SOURCE DATA Block Start
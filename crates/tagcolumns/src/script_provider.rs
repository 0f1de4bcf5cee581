//! Cached script column provider.
//!
//! [`ChainedValueProvider`] evaluates a script through the resolution chain
//! and remembers results per item. A result is admitted to the cache only
//! when all of the following hold:
//!
//! - it is non-empty
//! - it was computed within `max_runtime_ms`
//! - the item is not an aggregate row that is still loading
//!
//! Anchored items are cached weakly. Items with only a
//! [`row_id`](Item::row_id) go to a bounded FIFO store keyed by that id.
//! Items with neither are recomputed on every call. Cached values stay until
//! invalidated, even if the item changes.

use std::cell::RefCell;
use std::fmt;
use std::rc::Rc;
use std::time::{Duration, Instant};

use log::trace;

use crate::cache::{IdentityFifoCache, WeakKeyCache};
use crate::fields::{normalize_field_key, simple_variable};
use crate::item::Item;
use crate::provider::{Invalidate, ValueProvider};
use crate::resolve::{ResolveRequest, ValueResolverChain};
use crate::script::{ScriptContext, ScriptEvaluator};

/// Default admission budget in milliseconds.
pub const DEFAULT_MAX_RUNTIME_MS: i64 = 25;
/// Default cache size.
pub const DEFAULT_CACHE_SIZE: usize = 1024;
/// Lower bound for the identity cache capacity.
pub const DEFAULT_MIN_ID_CACHE_SIZE: usize = 16;

/// Tunables of script column caching.
#[derive(Debug, Clone, Copy, PartialEq, Eq)]
pub struct ScriptCacheConfig {
    /// Results slower than this are not cached. Negative disables caching.
    pub max_runtime_ms: i64,
    /// Requested identity cache size.
    pub cache_size: usize,
    /// Floor applied to `cache_size`.
    pub min_id_cache_size: usize,
}

impl Default for ScriptCacheConfig {
    fn default() -> Self {
        ScriptCacheConfig {
            max_runtime_ms: DEFAULT_MAX_RUNTIME_MS,
            cache_size: DEFAULT_CACHE_SIZE,
            min_id_cache_size: DEFAULT_MIN_ID_CACHE_SIZE,
        }
    }
}

impl ScriptCacheConfig {
    /// Sets the admission budget.
    pub fn max_runtime_ms(mut self, ms: i64) -> Self {
        self.max_runtime_ms = ms;
        self
    }

    /// Sets the requested cache size.
    pub fn cache_size(mut self, size: usize) -> Self {
        self.cache_size = size;
        self
    }

    /// Effective identity cache capacity.
    pub fn id_cache_capacity(&self) -> usize {
        self.cache_size.max(self.min_id_cache_size)
    }

    fn budget(&self) -> Option<Duration> {
        u64::try_from(self.max_runtime_ms)
            .ok()
            .map(Duration::from_millis)
    }
}

/// Script provider with a hybrid weak/identity cache.
pub struct ChainedValueProvider {
    script: String,
    simple_var: Option<String>,
    budget: Option<Duration>,
    chain: ValueResolverChain,
    weak_cache: RefCell<WeakKeyCache<String>>,
    id_cache: RefCell<IdentityFifoCache<String>>,
}

impl ChainedValueProvider {
    /// Creates a provider with the default configuration.
    pub fn new(script: impl Into<String>, evaluator: Rc<dyn ScriptEvaluator>) -> Self {
        Self::with_config(script, evaluator, ScriptCacheConfig::default())
    }

    /// Creates a provider with the standard resolution chain.
    pub fn with_config(
        script: impl Into<String>,
        evaluator: Rc<dyn ScriptEvaluator>,
        config: ScriptCacheConfig,
    ) -> Self {
        Self::with_chain(script, ValueResolverChain::new(evaluator), config)
    }

    /// Creates a provider with a custom resolution chain.
    pub fn with_chain(
        script: impl Into<String>,
        chain: ValueResolverChain,
        config: ScriptCacheConfig,
    ) -> Self {
        let script = script.into();
        let simple_var = simple_variable(&script).map(normalize_field_key);
        ChainedValueProvider {
            script,
            simple_var,
            budget: config.budget(),
            chain,
            weak_cache: RefCell::new(WeakKeyCache::new()),
            id_cache: RefCell::new(IdentityFifoCache::new(config.id_cache_capacity())),
        }
    }

    /// Returns the script text.
    pub fn script(&self) -> &str {
        &self.script
    }

    /// Number of cached values across both stores.
    pub fn cached_len(&self) -> usize {
        self.weak_cache.borrow().len() + self.id_cache.borrow().len()
    }

    fn cached(&self, item: &dyn Item) -> Option<String> {
        if let Some(anchor) = item.anchor() {
            return self.weak_cache.borrow().get(anchor).cloned();
        }
        let id = item.row_id()?;
        self.id_cache.borrow().get(id).cloned()
    }

    fn admits(&self, value: &str, elapsed: Duration, suppressed: bool) -> bool {
        if value.is_empty() || suppressed {
            return false;
        }
        self.budget.is_some_and(|budget| elapsed <= budget)
    }

    fn store(&self, item: &dyn Item, value: &str) {
        if let Some(anchor) = item.anchor() {
            self.weak_cache
                .borrow_mut()
                .insert(anchor, value.to_string());
        } else if let Some(id) = item.row_id() {
            self.id_cache.borrow_mut().insert(id, value.to_string());
        }
    }
}

impl fmt::Debug for ChainedValueProvider {
    fn fmt(&self, f: &mut fmt::Formatter<'_>) -> fmt::Result {
        f.debug_struct("ChainedValueProvider")
            .field("script", &self.script)
            .field("budget", &self.budget)
            .field("cached", &self.cached_len())
            .finish_non_exhaustive()
    }
}

impl ValueProvider for ChainedValueProvider {
    fn evaluate(&self, item: &dyn Item) -> String {
        if let Some(value) = self.cached(item) {
            return value;
        }

        let suppressed = item.is_album_like() && !item.is_loaded();
        let context = ScriptContext::for_item(item);
        let request = ResolveRequest {
            item,
            simple_var: self.simple_var.as_deref(),
            script: &self.script,
            context: &context,
        };

        let started = Instant::now();
        let value = self.chain.resolve_value(&request);
        let elapsed = started.elapsed();

        if self.admits(&value, elapsed, suppressed) {
            self.store(item, &value);
        } else {
            trace!(
                "not caching {:?}: empty={} elapsed={:?} loading={}",
                self.script,
                value.is_empty(),
                elapsed,
                suppressed
            );
        }
        value
    }

    fn as_invalidate(&self) -> Option<&dyn Invalidate> {
        Some(self)
    }
}

impl Invalidate for ChainedValueProvider {
    /// Clears everything for `None`. For one item only the weak store is
    /// addressed; row-id entries stay until evicted or cleared.
    fn invalidate(&self, item: Option<&dyn Item>) {
        match item {
            None => {
                self.weak_cache.borrow_mut().clear();
                self.id_cache.borrow_mut().clear();
            }
            Some(item) => {
                if let Some(anchor) = item.anchor() {
                    self.weak_cache.borrow_mut().remove(anchor);
                }
            }
        }
    }
}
SOURCE DATA Block End
Could the data above be returned exactly as it stands?

filename crates/tagcolumns/src/script_provider.rs
repository 0f1de4bcf5cee581
//! Cached script column provider.
//!
//! [`ChainedValueProvider`] evaluates a script through the resolution chain
//! and remembers results per item. A result is admitted to the cache only
//! when all of the following hold:
//!
//! - it is non-empty
//! - it was computed within `max_runtime_ms`
//! - the item is not an aggregate row that is still loading
//!
//! Anchored items are cached weakly. Items with only a
//! [`row_id`](Item::row_id) go to a bounded FIFO store keyed by that id.
//! Items with neither are recomputed on every call. Cached values stay until
//! invalidated, even if the item changes.

use std::cell::RefCell;
use std::fmt;
use std::rc::Rc;
use std::time::{Duration, Instant};

use log::trace;

use crate::cache::{IdentityFifoCache, WeakKeyCache};
use crate::fields::{normalize_field_key, simple_variable};
use crate::item::Item;
use crate::provider::{Invalidate, ValueProvider};
use crate::resolve::{ResolveRequest, ValueResolverChain};
use crate::script::{ScriptContext, ScriptEvaluator};

/// Default admission budget in milliseconds.
pub const DEFAULT_MAX_RUNTIME_MS: i64 = 25;
/// Default cache size.
pub const DEFAULT_CACHE_SIZE: usize = 1024;
/// Lower bound for the identity cache capacity.
pub const DEFAULT_MIN_ID_CACHE_SIZE: usize = 16;

/// Tunables of script column caching.
#[derive(Debug, Clone, Copy, PartialEq, Eq)]
pub struct ScriptCacheConfig {
    /// Results slower than this are not cached. Negative disables caching.
    pub max_runtime_ms: i64,
    /// Requested identity cache size.
    pub cache_size: usize,
    /// Floor applied to `cache_size`.
    pub min_id_cache_size: usize,
}

impl Default for ScriptCacheConfig {
    fn default() -> Self {
        ScriptCacheConfig {
            max_runtime_ms: DEFAULT_MAX_RUNTIME_MS,
            cache_size: DEFAULT_CACHE_SIZE,
            min_id_cache_size: DEFAULT_MIN_ID_CACHE_SIZE,
        }
    }
}

impl ScriptCacheConfig {
    /// Sets the admission budget.
    pub fn max_runtime_ms(mut self, ms: i64) -> Self {
        self.max_runtime_ms = ms;
        self
    }

    /// Sets the requested cache size.
    pub fn cache_size(mut self, size: usize) -> Self {
        self.cache_size = size;
        self
    }

    /// Effective identity cache capacity.
    pub fn id_cache_capacity(&self) -> usize {
        self.cache_size.max(self.min_id_cache_size)
    }

    fn budget(&self) -> Option<Duration> {
        u64::try_from(self.max_runtime_ms)
            .ok()
            .map(Duration::from_millis)
    }
}

/// Script provider with a hybrid weak/identity cache.
pub struct ChainedValueProvider {
    script: String,
    simple_var: Option<String>,
    budget: Option<Duration>,
    chain: ValueResolverChain,
    weak_cache: RefCell<WeakKeyCache<String>>,
    id_cache: RefCell<IdentityFifoCache<String>>,
}

impl ChainedValueProvider {
    /// Creates a provider with the default configuration.
    pub fn new(script: impl Into<String>, evaluator: Rc<dyn ScriptEvaluator>) -> Self {
        Self::with_config(script, evaluator, ScriptCacheConfig::default())
    }

    /// Creates a provider with the standard resolution chain.
    pub fn with_config(
        script: impl Into<String>,
        evaluator: Rc<dyn ScriptEvaluator>,
        config: ScriptCacheConfig,
    ) -> Self {
        Self::with_chain(script, ValueResolverChain::new(evaluator), config)
    }

    /// Creates a provider with a custom resolution chain.
    pub fn with_chain(
        script: impl Into<String>,
        chain: ValueResolverChain,
        config: ScriptCacheConfig,
    ) -> Self {
        let script = script.into();
        let simple_var = simple_variable(&script).map(normalize_field_key);
        ChainedValueProvider {
            script,
            simple_var,
            budget: config.budget(),
            chain,
            weak_cache: RefCell::new(WeakKeyCache::new()),
            id_cache: RefCell::new(IdentityFifoCache::new(config.id_cache_capacity())),
        }
    }

    /// Returns the script text.
    pub fn script(&self) -> &str {
        &self.script
    }

    /// Number of cached values across both stores.
    pub fn cached_len(&self) -> usize {
        self.weak_cache.borrow().len() + self.id_cache.borrow().len()
    }

    fn cached(&self, item: &dyn Item) -> Option<String> {
        if let Some(anchor) = item.anchor() {
            return self.weak_cache.borrow().get(anchor).cloned();
        }
        let id = item.row_id()?;
        self.id_cache.borrow().get(id).cloned()
    }

    fn admits(&self, value: &str, elapsed: Duration, suppressed: bool) -> bool {
        if value.is_empty() || suppressed {
            return false;
        }
        self.budget.is_some_and(|budget| elapsed <= budget)
    }

    fn store(&self, item: &dyn Item, value: &str) {
        if let Some(anchor) = item.anchor() {
            self.weak_cache
                .borrow_mut()
                .insert(anchor, value.to_string());
        } else if let Some(id) = item.row_id() {
            self.id_cache.borrow_mut().insert(id, value.to_string());
        }
    }
}

impl fmt::Debug for ChainedValueProvider {
    fn fmt(&self, f: &mut fmt::Formatter<'_>) -> fmt::Result {
        f.debug_struct("ChainedValueProvider")
            .field("script", &self.script)
            .field("budget", &self.budget)
            .field("cached", &self.cached_len())
            .finish_non_exhaustive()
    }
}

impl ValueProvider for ChainedValueProvider {
    fn evaluate(&self, item: &dyn Item) -> String {
        if let Some(value) = self.cached(item) {
            return value;
        }

        let suppressed = item.is_album_like() && !item.is_loaded();
        let context = ScriptContext::for_item(item);
        let request = ResolveRequest {
            item,
            simple_var: self.simple_var.as_deref(),
            script: &self.script,
            context: &context,
        };

        let started = Instant::now();
        let value = self.chain.resolve_value(&request);
        let elapsed = started.elapsed();

        if self.admits(&value, elapsed, suppressed) {
            self.store(item, &value);
        } else {
            trace!(
                "not caching {:?}: empty={} elapsed={:?} loading={}",
                self.script,
                value.is_empty(),
                elapsed,
                suppressed
            );
        }
        value
    }

    fn as_invalidate(&self) -> Option<&dyn Invalidate> {
        Some(self)
    }
}

impl Invalidate for ChainedValueProvider {
    /// Clears everything for `None`. For one item only the weak store is
    /// addressed; row-id entries stay until evicted or cleared.
    fn invalidate(&self, item: Option<&dyn Item>) {
        match item {
            None => {
                self.weak_cache.borrow_mut().clear();
                self.id_cache.borrow_mut().clear();
            }
            Some(item) => {
                if let Some(anchor) = item.anchor() {
                    self.weak_cache.borrow_mut().remove(anchor);
                }
            }
        }
    }
}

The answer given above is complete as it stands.